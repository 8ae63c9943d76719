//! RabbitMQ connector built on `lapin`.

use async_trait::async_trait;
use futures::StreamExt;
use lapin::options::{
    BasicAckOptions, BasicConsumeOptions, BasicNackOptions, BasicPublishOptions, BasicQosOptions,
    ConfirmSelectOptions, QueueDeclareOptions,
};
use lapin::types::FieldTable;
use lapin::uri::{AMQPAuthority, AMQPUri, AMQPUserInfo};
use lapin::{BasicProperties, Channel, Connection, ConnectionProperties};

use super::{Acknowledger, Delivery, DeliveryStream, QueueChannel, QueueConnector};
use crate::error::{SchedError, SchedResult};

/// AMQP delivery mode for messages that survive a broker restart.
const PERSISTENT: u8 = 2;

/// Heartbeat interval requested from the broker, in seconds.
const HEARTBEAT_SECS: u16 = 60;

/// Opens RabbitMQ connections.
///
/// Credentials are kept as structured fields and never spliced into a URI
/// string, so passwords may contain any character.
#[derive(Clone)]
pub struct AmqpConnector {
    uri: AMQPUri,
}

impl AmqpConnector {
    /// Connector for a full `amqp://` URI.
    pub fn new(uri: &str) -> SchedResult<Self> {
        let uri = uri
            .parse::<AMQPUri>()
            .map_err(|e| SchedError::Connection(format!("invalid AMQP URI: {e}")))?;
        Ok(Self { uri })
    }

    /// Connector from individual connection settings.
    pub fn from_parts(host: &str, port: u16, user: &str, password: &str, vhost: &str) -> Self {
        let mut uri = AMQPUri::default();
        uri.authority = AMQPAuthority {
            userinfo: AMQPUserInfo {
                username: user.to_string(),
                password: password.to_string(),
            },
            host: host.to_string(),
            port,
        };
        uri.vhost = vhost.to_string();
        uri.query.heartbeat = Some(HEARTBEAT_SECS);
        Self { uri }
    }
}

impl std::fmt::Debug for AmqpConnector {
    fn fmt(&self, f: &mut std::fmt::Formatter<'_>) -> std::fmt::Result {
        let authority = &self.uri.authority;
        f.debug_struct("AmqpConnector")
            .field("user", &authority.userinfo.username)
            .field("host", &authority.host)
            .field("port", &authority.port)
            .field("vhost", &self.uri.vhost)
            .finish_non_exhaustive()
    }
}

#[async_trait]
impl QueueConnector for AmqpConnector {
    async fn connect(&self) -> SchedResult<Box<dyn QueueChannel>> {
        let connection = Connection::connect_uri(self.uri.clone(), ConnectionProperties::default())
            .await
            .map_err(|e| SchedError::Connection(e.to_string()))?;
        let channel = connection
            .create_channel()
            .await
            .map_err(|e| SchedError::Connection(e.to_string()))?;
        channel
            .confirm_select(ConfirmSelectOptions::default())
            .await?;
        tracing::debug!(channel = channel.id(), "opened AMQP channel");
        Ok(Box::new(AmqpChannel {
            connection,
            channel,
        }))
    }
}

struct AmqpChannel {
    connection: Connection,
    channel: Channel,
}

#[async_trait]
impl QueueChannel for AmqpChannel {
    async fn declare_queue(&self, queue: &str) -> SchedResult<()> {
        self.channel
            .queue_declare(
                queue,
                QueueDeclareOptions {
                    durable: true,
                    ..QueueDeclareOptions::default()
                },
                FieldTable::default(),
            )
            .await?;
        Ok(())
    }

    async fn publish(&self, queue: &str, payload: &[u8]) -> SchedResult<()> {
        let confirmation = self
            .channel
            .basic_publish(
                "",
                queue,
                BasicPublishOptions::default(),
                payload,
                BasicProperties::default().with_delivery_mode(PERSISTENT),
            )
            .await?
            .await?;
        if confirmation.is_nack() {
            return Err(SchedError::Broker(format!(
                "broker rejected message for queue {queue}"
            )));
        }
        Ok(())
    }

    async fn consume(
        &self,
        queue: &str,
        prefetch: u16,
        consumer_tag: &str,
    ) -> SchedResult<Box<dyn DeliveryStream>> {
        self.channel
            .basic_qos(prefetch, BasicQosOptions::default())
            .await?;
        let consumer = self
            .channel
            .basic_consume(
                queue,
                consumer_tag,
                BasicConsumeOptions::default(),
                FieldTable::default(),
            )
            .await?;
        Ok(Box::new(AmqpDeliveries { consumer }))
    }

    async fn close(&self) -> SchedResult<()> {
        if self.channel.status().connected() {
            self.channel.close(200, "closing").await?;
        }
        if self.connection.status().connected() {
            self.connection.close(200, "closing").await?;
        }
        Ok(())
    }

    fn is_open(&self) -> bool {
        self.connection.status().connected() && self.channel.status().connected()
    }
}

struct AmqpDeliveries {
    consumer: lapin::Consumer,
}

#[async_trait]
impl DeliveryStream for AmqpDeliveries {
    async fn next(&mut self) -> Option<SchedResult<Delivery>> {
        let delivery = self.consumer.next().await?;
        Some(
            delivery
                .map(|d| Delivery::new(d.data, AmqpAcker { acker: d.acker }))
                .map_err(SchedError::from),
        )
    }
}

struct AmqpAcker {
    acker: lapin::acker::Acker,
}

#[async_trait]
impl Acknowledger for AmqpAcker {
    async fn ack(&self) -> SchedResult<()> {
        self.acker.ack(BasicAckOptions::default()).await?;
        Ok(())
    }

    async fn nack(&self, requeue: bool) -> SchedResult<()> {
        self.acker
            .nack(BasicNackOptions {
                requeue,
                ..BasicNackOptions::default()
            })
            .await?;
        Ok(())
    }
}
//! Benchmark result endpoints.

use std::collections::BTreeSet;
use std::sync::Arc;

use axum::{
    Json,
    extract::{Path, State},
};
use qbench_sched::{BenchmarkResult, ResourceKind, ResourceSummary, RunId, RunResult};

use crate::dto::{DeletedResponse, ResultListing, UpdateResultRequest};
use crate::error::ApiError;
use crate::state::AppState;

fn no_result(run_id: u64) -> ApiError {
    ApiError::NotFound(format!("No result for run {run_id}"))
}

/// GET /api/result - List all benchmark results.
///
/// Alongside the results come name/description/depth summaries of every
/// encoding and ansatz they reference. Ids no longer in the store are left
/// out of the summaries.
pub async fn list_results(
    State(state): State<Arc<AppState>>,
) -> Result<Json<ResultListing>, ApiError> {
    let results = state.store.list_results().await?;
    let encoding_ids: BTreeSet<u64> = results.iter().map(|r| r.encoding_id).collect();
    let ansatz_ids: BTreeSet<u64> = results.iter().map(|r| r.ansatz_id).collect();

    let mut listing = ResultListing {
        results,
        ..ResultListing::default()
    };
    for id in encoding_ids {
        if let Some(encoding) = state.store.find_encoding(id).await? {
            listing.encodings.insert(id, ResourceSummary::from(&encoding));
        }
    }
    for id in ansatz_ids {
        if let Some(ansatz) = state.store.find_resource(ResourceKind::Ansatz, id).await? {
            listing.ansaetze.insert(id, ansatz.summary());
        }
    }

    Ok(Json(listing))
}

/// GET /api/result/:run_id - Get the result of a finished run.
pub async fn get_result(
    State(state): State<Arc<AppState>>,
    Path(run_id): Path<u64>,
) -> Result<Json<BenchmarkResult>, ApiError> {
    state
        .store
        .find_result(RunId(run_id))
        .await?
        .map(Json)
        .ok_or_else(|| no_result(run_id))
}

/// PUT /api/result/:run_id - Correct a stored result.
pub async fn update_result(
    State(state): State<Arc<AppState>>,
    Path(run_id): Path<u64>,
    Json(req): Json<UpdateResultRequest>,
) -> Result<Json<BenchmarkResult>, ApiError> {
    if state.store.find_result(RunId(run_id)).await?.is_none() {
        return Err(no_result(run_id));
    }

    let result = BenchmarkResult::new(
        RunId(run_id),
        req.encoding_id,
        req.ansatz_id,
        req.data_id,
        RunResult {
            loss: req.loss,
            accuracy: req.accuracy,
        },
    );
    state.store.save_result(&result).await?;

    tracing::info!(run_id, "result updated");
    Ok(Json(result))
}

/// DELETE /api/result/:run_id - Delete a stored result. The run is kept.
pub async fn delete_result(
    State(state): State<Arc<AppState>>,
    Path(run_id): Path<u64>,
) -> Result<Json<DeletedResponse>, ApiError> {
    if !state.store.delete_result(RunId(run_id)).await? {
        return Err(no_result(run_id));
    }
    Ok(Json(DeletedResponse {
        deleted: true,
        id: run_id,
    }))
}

★ ★ ★ ★ ★

→ **WORK INSTRUCTION**
Show every line from the listing above in which the string "vhost" appears.

→ **SOLUTION TO THIS PROBLEM**
    pub fn from_parts(host: &str, port: u16, user: &str, password: &str, vhost: &str) -> Self {
        uri.vhost = vhost.to_string();
            .field("vhost", &self.uri.vhost)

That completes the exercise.